§ Task objective:
Nothing should change. Output the data exactly.

Saved data entries:
use ndarray::{Array1, ArrayView2};

use crate::confounds::ConfoundTable;
use crate::math::stats::{is_varying, mean, median, std, zscore_inplace};

pub const FD_COLUMN: &str = "framewise_displacement";
pub const DEFAULT_FD_THRESHOLD: f64 = 0.2;

#[derive(Debug, Clone)]
pub struct FdOptions {
    pub threshold: f64,
}

impl Default for FdOptions {
    fn default() -> Self {
        Self {
            threshold: DEFAULT_FD_THRESHOLD,
        }
    }
}

#[derive(Debug, Clone, PartialEq)]
pub struct FdSummary {
    pub threshold: f64,
    pub n_frames: usize,
    pub n_above: usize,
    /// Share of all frames (undefined ones included in the denominator), in percent.
    pub percent_above: f64,
    pub mean: f64,
    pub max: f64,
}

/// `None` when the table has no framewise displacement column.
pub fn framewise_displacement(table: &ConfoundTable, opts: &FdOptions) -> Option<FdSummary> {
    let fd = table.column(FD_COLUMN)?;
    let n_frames = fd.len();
    let defined: Vec<f64> = fd.iter().copied().filter(|v| !v.is_nan()).collect();
    let n_above = defined.iter().filter(|&&v| v > opts.threshold).count();
    let percent_above = if n_frames == 0 {
        0.0
    } else {
        100.0 * n_above as f64 / n_frames as f64
    };
    let max = defined.iter().copied().fold(f64::NAN, f64::max);
    Some(FdSummary {
        threshold: opts.threshold,
        n_frames,
        n_above,
        percent_above,
        mean: if defined.is_empty() { f64::NAN } else { mean(&defined) },
        max,
    })
}

/// Temporal SNR per voxel (mean / std over time, ddof 0); a constant series gives 0.
pub fn temporal_snr(matrix: ArrayView2<'_, f64>) -> Vec<f64> {
    matrix
        .columns()
        .into_iter()
        .map(|col| {
            let series: Vec<f64> = col.to_vec();
            if !is_varying(series.iter()) {
                return 0.0;
            }
            mean(&series) / std(&series)
        })
        .collect()
}

pub fn median_of(values: &[f64]) -> f64 {
    let mut scratch = values.to_vec();
    median(&mut scratch)
}

/// Per-frame mean of the z-scored voxel series. Zero-variance voxels are left out.
pub fn global_signal(matrix: ArrayView2<'_, f64>) -> Array1<f64> {
    let n_frames = matrix.nrows();
    let mut sum = Array1::<f64>::zeros(n_frames);
    let mut used = 0usize;
    for col in matrix.columns() {
        let mut series = col.to_vec();
        if !zscore_inplace(&mut series) {
            continue;
        }
        for (acc, v) in sum.iter_mut().zip(series) {
            *acc += v;
        }
        used += 1;
    }
    if used > 0 {
        sum.mapv_inplace(|v| v / used as f64);
    }
    sum
}
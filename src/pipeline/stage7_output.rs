use anyhow::{Context, Result};
use tracing::info;

use crate::confounds::confound_matrix;
use crate::ctx::Ctx;
use crate::io::{json_writer, tsv_writer};
use crate::pipeline::Stage;

pub struct Stage7Output;

impl Stage7Output {
    pub fn new() -> Self {
        Self
    }
}

impl Stage for Stage7Output {
    fn name(&self) -> &'static str {
        "stage7_output"
    }

    fn run(&self, ctx: &mut Ctx) -> Result<()> {
        let table = ctx.table.as_ref().context("confound table missing")?;
        let selection = ctx.selection.as_ref().context("confound selection missing")?;
        let matrix = confound_matrix(table, selection)?;
        tsv_writer::write_confounds(&ctx.output.confounds_path, &selection.columns, &matrix)?;
        info!(path = %ctx.output.confounds_path.display(), "confounds_written");

        if ctx.write_tsv {
            if let (Some(mask), Some(fit)) = (&ctx.mask, &ctx.fit) {
                tsv_writer::write_voxel_scores(&ctx.output.voxel_tsv_path, mask, fit)?;
                info!(path = %ctx.output.voxel_tsv_path.display(), "voxel_scores_written");
            }
        }

        let report = json_writer::build_report(ctx)?;
        ctx.report = report;
        if ctx.write_json {
            crate::io::write_json(&ctx.output.json_path, &ctx.report)?;
            info!(path = %ctx.output.json_path.display(), "report_written");
        }

        info!("stage7_output_ready");
        Ok(())
    }
}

§ Task answer:
use ndarray::{Array1, ArrayView2};

use crate::confounds::ConfoundTable;
use crate::math::stats::{is_varying, mean, median, std, zscore_inplace};

pub const FD_COLUMN: &str = "framewise_displacement";
pub const DEFAULT_FD_THRESHOLD: f64 = 0.2;

#[derive(Debug, Clone)]
pub struct FdOptions {
    pub threshold: f64,
}

impl Default for FdOptions {
    fn default() -> Self {
        Self {
            threshold: DEFAULT_FD_THRESHOLD,
        }
    }
}

#[derive(Debug, Clone, PartialEq)]
pub struct FdSummary {
    pub threshold: f64,
    pub n_frames: usize,
    pub n_above: usize,
    /// Share of all frames (undefined ones included in the denominator), in percent.
    pub percent_above: f64,
    pub mean: f64,
    pub max: f64,
}

/// `None` when the table has no framewise displacement column.
pub fn framewise_displacement(table: &ConfoundTable, opts: &FdOptions) -> Option<FdSummary> {
    let fd = table.column(FD_COLUMN)?;
    let n_frames = fd.len();
    let defined: Vec<f64> = fd.iter().copied().filter(|v| !v.is_nan()).collect();
    let n_above = defined.iter().filter(|&&v| v > opts.threshold).count();
    let percent_above = if n_frames == 0 {
        0.0
    } else {
        100.0 * n_above as f64 / n_frames as f64
    };
    let max = defined.iter().copied().fold(f64::NAN, f64::max);
    Some(FdSummary {
        threshold: opts.threshold,
        n_frames,
        n_above,
        percent_above,
        mean: if defined.is_empty() { f64::NAN } else { mean(&defined) },
        max,
    })
}

/// Temporal SNR per voxel (mean / std over time, ddof 0); a constant series gives 0.
pub fn temporal_snr(matrix: ArrayView2<'_, f64>) -> Vec<f64> {
    matrix
        .columns()
        .into_iter()
        .map(|col| {
            let series: Vec<f64> = col.to_vec();
            if !is_varying(series.iter()) {
                return 0.0;
            }
            mean(&series) / std(&series)
        })
        .collect()
}

pub fn median_of(values: &[f64]) -> f64 {
    let mut scratch = values.to_vec();
    median(&mut scratch)
}

/// Per-frame mean of the z-scored voxel series. Zero-variance voxels are left out.
pub fn global_signal(matrix: ArrayView2<'_, f64>) -> Array1<f64> {
    let n_frames = matrix.nrows();
    let mut sum = Array1::<f64>::zeros(n_frames);
    let mut used = 0usize;
    for col in matrix.columns() {
        let mut series = col.to_vec();
        if !zscore_inplace(&mut series) {
            continue;
        }
        for (acc, v) in sum.iter_mut().zip(series) {
            *acc += v;
        }
        used += 1;
    }
    if used > 0 {
        sum.mapv_inplace(|v| v / used as f64);
    }
    sum
}
filename src/pipeline/stage7_output.rs
use anyhow::{Context, Result};
use tracing::info;

use crate::confounds::confound_matrix;
use crate::ctx::Ctx;
use crate::io::{json_writer, tsv_writer};
use crate::pipeline::Stage;

pub struct Stage7Output;

impl Stage7Output {
    pub fn new() -> Self {
        Self
    }
}

impl Stage for Stage7Output {
    fn name(&self) -> &'static str {
        "stage7_output"
    }

    fn run(&self, ctx: &mut Ctx) -> Result<()> {
        let table = ctx.table.as_ref().context("confound table missing")?;
        let selection = ctx.selection.as_ref().context("confound selection missing")?;
        let matrix = confound_matrix(table, selection)?;
        tsv_writer::write_confounds(&ctx.output.confounds_path, &selection.columns, &matrix)?;
        info!(path = %ctx.output.confounds_path.display(), "confounds_written");

        if ctx.write_tsv {
            if let (Some(mask), Some(fit)) = (&ctx.mask, &ctx.fit) {
                tsv_writer::write_voxel_scores(&ctx.output.voxel_tsv_path, mask, fit)?;
                info!(path = %ctx.output.voxel_tsv_path.display(), "voxel_scores_written");
            }
        }

        let report = json_writer::build_report(ctx)?;
        ctx.report = report;
        if ctx.write_json {
            crate::io::write_json(&ctx.output.json_path, &ctx.report)?;
            info!(path = %ctx.output.json_path.display(), "report_written");
        }

        info!("stage7_output_ready");
        Ok(())
    }
}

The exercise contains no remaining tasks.